BEGIN Record set

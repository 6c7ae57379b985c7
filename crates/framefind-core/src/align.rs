//! Temporal alignment of time-ranged hits to discrete frames.
//!
//! The corpus-wide [`FrameListing`] maps vector-search indices to keyframes.
//! A [`FrameIndex`] is the ascending, de-duplicated list of one video's frame
//! ids drawn from that listing; [`TemporalAligner`] builds them on demand and
//! keeps them for the lifetime of one request.

use std::collections::HashMap;

use crate::models::{FrameId, FrameLocator, FrameRecord};

/// Every indexed keyframe, keyed by its vector-search corpus index.
#[derive(Debug, Clone, Default)]
pub struct FrameListing {
    frames: HashMap<usize, FrameRecord>,
}

impl FrameListing {
    pub fn new(entries: impl IntoIterator<Item = (usize, FrameRecord)>) -> Self {
        Self {
            frames: entries.into_iter().collect(),
        }
    }

    /// Listing where each record's position is its corpus index.
    pub fn from_ordered(frames: Vec<FrameRecord>) -> Self {
        Self::new(frames.into_iter().enumerate())
    }

    pub fn get(&self, index: usize) -> Option<&FrameRecord> {
        self.frames.get(&index)
    }

    pub fn len(&self) -> usize {
        self.frames.len()
    }

    pub fn is_empty(&self) -> bool {
        self.frames.is_empty()
    }

    /// Frame ids belonging to `video_id`, in no particular order.
    pub fn frames_of<'a>(&'a self, video_id: &'a str) -> impl Iterator<Item = FrameId> + 'a {
        self.frames
            .values()
            .filter(move |r| r.video_id == video_id)
            .map(|r| r.frame_id)
    }
}

/// Ascending, unique frame ids of a single video.
#[derive(Debug, Clone, Default, PartialEq, Eq)]
pub struct FrameIndex {
    frames: Vec<FrameId>,
}

impl FrameIndex {
    pub fn new(frames: impl IntoIterator<Item = FrameId>) -> Self {
        let mut frames: Vec<FrameId> = frames.into_iter().collect();
        frames.sort_unstable();
        frames.dedup();
        Self { frames }
    }

    pub fn for_video(listing: &FrameListing, video_id: &str) -> Self {
        Self::new(listing.frames_of(video_id))
    }

    pub fn len(&self) -> usize {
        self.frames.len()
    }

    pub fn is_empty(&self) -> bool {
        self.frames.is_empty()
    }

    /// First frame strictly greater than `position` (upper bound).
    pub fn first_after(&self, position: f64) -> Option<FrameId> {
        if position.is_nan() {
            return None;
        }
        let idx = self.frames.partition_point(|&f| f as f64 <= position);
        self.frames.get(idx).copied()
    }
}

/// Request-scoped aligner; caches one [`FrameIndex`] per video it is asked about.
pub struct TemporalAligner<'a> {
    listing: &'a FrameListing,
    indexes: HashMap<String, FrameIndex>,
}

impl<'a> TemporalAligner<'a> {
    pub fn new(listing: &'a FrameListing) -> Self {
        Self {
            listing,
            indexes: HashMap::new(),
        }
    }

    /// The frame of `video_id` nearest after `position`, or `None` when the
    /// video has no indexed frames or none lies strictly after it.
    ///
    /// `position` is on the frame-number axis, not in seconds; convert a
    /// segment start with the video's fps before calling.
    pub fn closest_frame(&mut self, video_id: &str, position: f64) -> Option<FrameLocator> {
        let listing = self.listing;
        let index = self
            .indexes
            .entry(video_id.to_string())
            .or_insert_with(|| FrameIndex::for_video(listing, video_id));
        index
            .first_after(position)
            .map(|frame_id| FrameLocator::new(video_id, frame_id))
    }
}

END Record set

The lines needed run from the first line of the data through the line containing "no particular order."; give them again exactly and nothing else.

repository 6c7ae57379b985c7
filename crates/framefind-core/src/align.rs
//! Temporal alignment of time-ranged hits to discrete frames.
//!
//! The corpus-wide [`FrameListing`] maps vector-search indices to keyframes.
//! A [`FrameIndex`] is the ascending, de-duplicated list of one video's frame
//! ids drawn from that listing; [`TemporalAligner`] builds them on demand and
//! keeps them for the lifetime of one request.

use std::collections::HashMap;

use crate::models::{FrameId, FrameLocator, FrameRecord};

/// Every indexed keyframe, keyed by its vector-search corpus index.
#[derive(Debug, Clone, Default)]
pub struct FrameListing {
    frames: HashMap<usize, FrameRecord>,
}

impl FrameListing {
    pub fn new(entries: impl IntoIterator<Item = (usize, FrameRecord)>) -> Self {
        Self {
            frames: entries.into_iter().collect(),
        }
    }

    /// Listing where each record's position is its corpus index.
    pub fn from_ordered(frames: Vec<FrameRecord>) -> Self {
        Self::new(frames.into_iter().enumerate())
    }

    pub fn get(&self, index: usize) -> Option<&FrameRecord> {
        self.frames.get(&index)
    }

    pub fn len(&self) -> usize {
        self.frames.len()
    }

    pub fn is_empty(&self) -> bool {
        self.frames.is_empty()
    }

    /// Frame ids belonging to `video_id`, in no particular order.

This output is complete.